**THE PROBLEM**
Please return each of the entries below exactly as they appear.

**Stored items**

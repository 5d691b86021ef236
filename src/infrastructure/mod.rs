//! Infrastructure layer - External I/O and persistence

pub mod config;
pub mod kv;
pub mod quotes;
pub mod repository;
pub mod store;

pub use config::Config;
pub use kv::{FileKeyValueStore, KeyValueStore, MemoryKeyValueStore};
pub use quotes::{HttpQuoteProvider, Quote, QuoteProvider};
pub use repository::{FileSystemRepository, JournalRepository};
pub use store::EntryStore;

**RESPONSE**
repository 5d691b86021ef236
filename src/infrastructure/mod.rs
//! Infrastructure layer - External I/O and persistence

pub mod config;
pub mod kv;
pub mod quotes;
pub mod repository;
pub mod store;

pub use config::Config;
pub use kv::{FileKeyValueStore, KeyValueStore, MemoryKeyValueStore};
pub use quotes::{HttpQuoteProvider, Quote, QuoteProvider};
pub use repository::{FileSystemRepository, JournalRepository};
pub use store::EntryStore;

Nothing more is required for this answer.